The novella collection ‘Nightflyers’ is the fifth by George RR Martin and was first published in December 1985. It also had a film adaptation of the same name in 1987.

While the 70-year old George RR Martin is still involved with ‘Game of Thrones,’ his avid followers are passionately looking at him to complete the much-awaited ‘The Winds of Winter,' sixth novel in his epic fantasy series ‘A Song of Ice and Fire.’ Despite his busy schedule, fans are at least happy to see him getting on with his big TV project born out of his imagination ‘Nightflyers.’

Apart from Martin himself, Jeff Buhler is also working as the executive producer of the upcoming series slated to have its premiere in the first week of December. Here’s a short version of the detailed interview of Jeff Buhler and Martin taken by Los Angeles Times journalist.

 

Q: How did this series come together?

Buhler: I was approached by two wonderful friends and producers — we had done a reboot of “Jacob’s Ladder,” which is coming out in February. They approached me with the novella, the 30,000-word version [published in an expanded form in 1983, three years after the original shorter one]. I think it was a mistake to read it backwards, I should’ve started with the shorter one and then moved on to the longer one.

Martin: Probably. Or you could’ve just skipped the shorter one.

Buhler: The thing that struck me immediately was there was an open-ended or Lovecraftian quality to it, in that there are a lot more questions than answers that are presented in the story; that it felt like it could go on.

 

Q: George RR Martin’s, ‘Nightflyers’ had already been adapted into a movie in 1987 — were you surprised to see it come back around?

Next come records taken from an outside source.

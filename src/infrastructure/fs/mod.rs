//! File system access
//!
//! Best-effort probing and walking for the source tree, plus the
//! destination-side operations applied by a sync.

mod config_dir;
pub mod ops;
pub mod probe;
pub mod walker;

pub use config_dir::{slink_config_dir, SLINK_TEST_CONFIG_DIR_VAR};
pub use probe::{modified_time, probe, EntryKind, EntryMeta, ProbeError};
pub use walker::{list_entries, walk_dirs, Visit, WalkEnd};
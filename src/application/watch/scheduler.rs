//! Single-threaded tick scheduler
//!
//! Each session is scheduled independently: its next tick is due one
//! interval after its previous tick finished. Sessions never run
//! concurrently; a slow tick simply delays whatever is due next.

use std::thread;
use std::time::{Duration, Instant};

use super::cancel::CancellationToken;
use super::event::{SyncEvent, TickOutcome, WatchExit};
use super::session::SyncSession;

/// Upper bound on how long the scheduler sleeps before rechecking the token.
pub const POLL_SLICE: Duration = Duration::from_millis(50);

struct Scheduled {
    session: SyncSession,
    next_due: Instant,
}

pub struct Scheduler {
    slots: Vec<Scheduled>,
    interval: Duration,
}

impl Scheduler {
    /// All sessions are due immediately.
    pub fn new(sessions: Vec<SyncSession>, interval: Duration) -> Self {
        let now = Instant::now();
        let slots = sessions
            .into_iter()
            .map(|session| Scheduled {
                session,
                next_due: now,
            })
            .collect();
        Self { slots, interval }
    }

    pub fn sessions(&self) -> impl Iterator<Item = &SyncSession> {
        self.slots.iter().map(|slot| &slot.session)
    }

    /// Tick every session once, in order, regardless of due time.
    ///
    /// Returns the exit reason if a manifest change ends the run.
    pub fn tick_all<F>(&mut self, sink: &mut F) -> Option<WatchExit>
    where
        F: FnMut(SyncEvent),
    {
        for index in 0..self.slots.len() {
            if let Some(exit) = self.run_slot(index, sink) {
                return Some(exit);
            }
        }
        None
    }

    /// Run until cancelled or until a manifest change.
    pub fn run<F>(&mut self, cancel: &CancellationToken, sink: &mut F) -> WatchExit
    where
        F: FnMut(SyncEvent),
    {
        loop {
            if cancel.is_cancelled() {
                return WatchExit::Cancelled;
            }

            let Some(index) = self.next_slot() else {
                return WatchExit::Cancelled;
            };

            let now = Instant::now();
            let due = self.slots[index].next_due;
            if due > now {
                thread::sleep((due - now).min(POLL_SLICE));
                continue;
            }

            if let Some(exit) = self.run_slot(index, sink) {
                return exit;
            }
        }
    }

    fn next_slot(&self) -> Option<usize> {
        self.slots
            .iter()
            .enumerate()
            .min_by_key(|(_, slot)| slot.next_due)
            .map(|(index, _)| index)
    }

    fn run_slot<F>(&mut self, index: usize, sink: &mut F) -> Option<WatchExit>
    where
        F: FnMut(SyncEvent),
    {
        let slot = &mut self.slots[index];
        let outcome = slot.session.tick(sink);
        slot.next_due = Instant::now() + self.interval;

        match outcome {
            TickOutcome::Completed(_) => None,
            TickOutcome::ManifestChanged(_) => Some(WatchExit::ManifestChanged {
                package: slot.session.package().name.clone(),
            }),
        }
    }
}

Martin: Yes. It was a movie that meant a lot to me personally. I thought my career was dying as a writer because I had a book that hadn’t sold and I couldn’t sell another book and all that. But the movie came and went within a week, not many people saw it. It has its virtues, I think, but it’s not ‘Citizen Kane’ or even ‘Alien’ or ‘Star Wars.’

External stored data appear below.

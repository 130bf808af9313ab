//! Domain Policies
//!
//! Rules that decide which source paths take part in a sync.

mod inclusion;

pub use inclusion::{is_of_interest, is_within, InclusionFilter};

Then I forgot about it for 30 years. Then I was told that, oh, they’re developing that over at Syfy for a TV series and I was like, “What?”

Buhler: We ambushed him. We pulled him in like “The Godfather.”

 

Q: Will fans of ‘Game of Thrones’ find something familiar in ‘Nightflyers?’

Martin: Hopefully they’ll find, number one, surprises. I don’t like television or books or movies that are too predictable. I try to take my readers by surprise, not to just do the same story they’ve done a thousand times before. I think “Nightflyers” the novella has some of that, and I think these guys are capturing some of that. They’re even surprising me.

Buhler: Space dragons [Laughs].

 

Q: Some of the story elements in ‘Game of Thrones’ have an allegorical component that reflects modern life. Is that part of ‘Nightflyers’ as well?

Buhler: The story takes place in a world that is much like ours. It allows us to raise certain moral dilemmas or certain questions, like whether or not colonization is the answer, or should we apply our intellect or technology to fixing the earth? So we have characters that exist within George’s story that then become mouthpieces for these debates.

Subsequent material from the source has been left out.